Meditation, Rezitation und Heilungssegen …

Nach dem Abendessen gab es eine geführte Lichtmeditation auf den lapislazuliblauen Medizinbuddha. Danach wurde das Mantra des Medizinbuddhas auf tibetisch und vietnamesisch rezitiert und die Besucher konnten ihre persönlichen Wünsche über Knoten in 5-farbige Glücksbänder weben und sich einen Heilungssegen von dem tibetischen Meister, Geshe Lobsang Tsultrim, geben lassen.

Das Sandmandala der Vergänglichkeit übergeben …

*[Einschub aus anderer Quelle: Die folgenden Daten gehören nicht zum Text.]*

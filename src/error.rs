//! Script errors

use std::fmt;

/// The kind of script error
#[derive(Debug, Clone, PartialEq, Eq)]
pub enum ErrorKind {
    /// Malformed arguments to a built-in command
    UsageError,
    /// Unknown condition name, or a resolver refused the condition
    ConditionError,
    /// Unterminated `[cond]` bracket or a bare `!`
    ParseError,
    /// An existence, content or output check did not match expectation
    AssertionFailure,
    /// Work directory creation/removal, setup hook or archive extraction failed
    EnvironmentError,
    /// A process exited contrary to its negation expectation
    ProcessError,
    /// Two scripts in one run share a name
    DuplicateName,
    /// IO error
    Io,
}

/// A script error with file/line context
#[derive(Debug)]
pub struct ScriptError {
    pub kind: ErrorKind,
    pub message: String,
    pub file: Option<String>,
    pub line: Option<usize>,
    pub command: Option<String>,
    pub args: Vec<String>,
}

impl ScriptError {
    pub fn new(kind: ErrorKind, message: impl Into<String>) -> Self {
        Self {
            kind,
            message: message.into(),
            file: None,
            line: None,
            command: None,
            args: Vec::new(),
        }
    }

    pub fn with_location(mut self, file: impl Into<String>, line: usize) -> Self {
        self.file = Some(file.into());
        self.line = Some(line);
        self
    }

    pub fn with_command(mut self, cmd: impl Into<String>) -> Self {
        self.command = Some(cmd.into());
        self
    }

    pub fn with_args(mut self, args: Vec<String>) -> Self {
        self.args = args;
        self
    }

    pub fn usage(cmd: &str, expected: &str) -> Self {
        Self::new(ErrorKind::UsageError, format!("usage: {} {}", cmd, expected))
    }

    /// `!` was put in front of a command that has no failing form.
    pub fn unsupported_negation(cmd: &str) -> Self {
        Self::new(ErrorKind::UsageError, format!("unsupported: ! {}", cmd))
    }

    pub fn parse(msg: impl Into<String>) -> Self {
        Self::new(ErrorKind::ParseError, msg)
    }

    pub fn condition(msg: impl Into<String>) -> Self {
        Self::new(ErrorKind::ConditionError, msg)
    }

    pub fn assertion(msg: impl Into<String>) -> Self {
        Self::new(ErrorKind::AssertionFailure, msg)
    }

    pub fn environment(msg: impl Into<String>) -> Self {
        Self::new(ErrorKind::EnvironmentError, msg)
    }

    pub fn process(msg: impl Into<String>) -> Self {
        Self::new(ErrorKind::ProcessError, msg)
    }
}

impl fmt::Display for ScriptError {
    fn fmt(&self, f: &mut fmt::Formatter<'_>) -> fmt::Result {
        if let Some(ref file) = self.file {
            write!(f, "{}:", file)?;
        }
        if let Some(line) = self.line {
            write!(f, "{}:", line)?;
        }
        if let Some(ref cmd) = self.command {
            if self.args.is_empty() {
                write!(f, " {}: ", cmd)?;
            } else {
                write!(f, " {} {}: ", cmd, self.args.join(" "))?;
            }
        } else if self.file.is_some() || self.line.is_some() {
            write!(f, " ")?;
        }
        write!(f, "{}", self.message)
    }
}

impl std::error::Error for ScriptError {}

impl From<std::io::Error> for ScriptError {
    fn from(e: std::io::Error) -> Self {
        Self::new(ErrorKind::Io, e.to_string())
    }
}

Auch am Sonntag wurden das Sutra und das Mantra des Medizinbuddhas mit Hingabe rezitiert. Unbestreitbarer Höhepunkt des Tages war jedoch zum Abschluss des Medizinbuddha-Fests die rituelle Auflösung des Medizinbuddha-Sandmandalas durch die tibetischen Mönche. Unter der Begleitung von zeremoniellen Gesängen, effektvoll unterstützt durch Trommel, Zimbeln und tibetischen Hörnern, wurde das Universum des Medizinbuddhas der Vergänglichkeit überführt. Da jedes Sandkorn Träger der heilenden und reinigenden Energie des Medizinbuddhas ist, sollte der Sand, mit Respekt behandelt werden. Leider ist es nicht immer möglich, eine Beschmutzung der Sandpartikel zu verhindern. Daher wird empfohlen, das Sandmandala nach seiner Auflösung einem natürlichen Gewässer zu überführen. Auf diese Weise kommt die Heilenergie des Medizinbuddhas auch den Wesen in dem Gewässer zu Gute und wird durch den Strom des Wassers in die Welt hinausgetragen. Darüber hinaus versinnbildlicht dieser Brauch das im Buddhismus so zentrale Prinzip der Vergänglichkeit.

Ob Freude, Schmerz oder ein Kunstwerk: Alles ist vergänglich!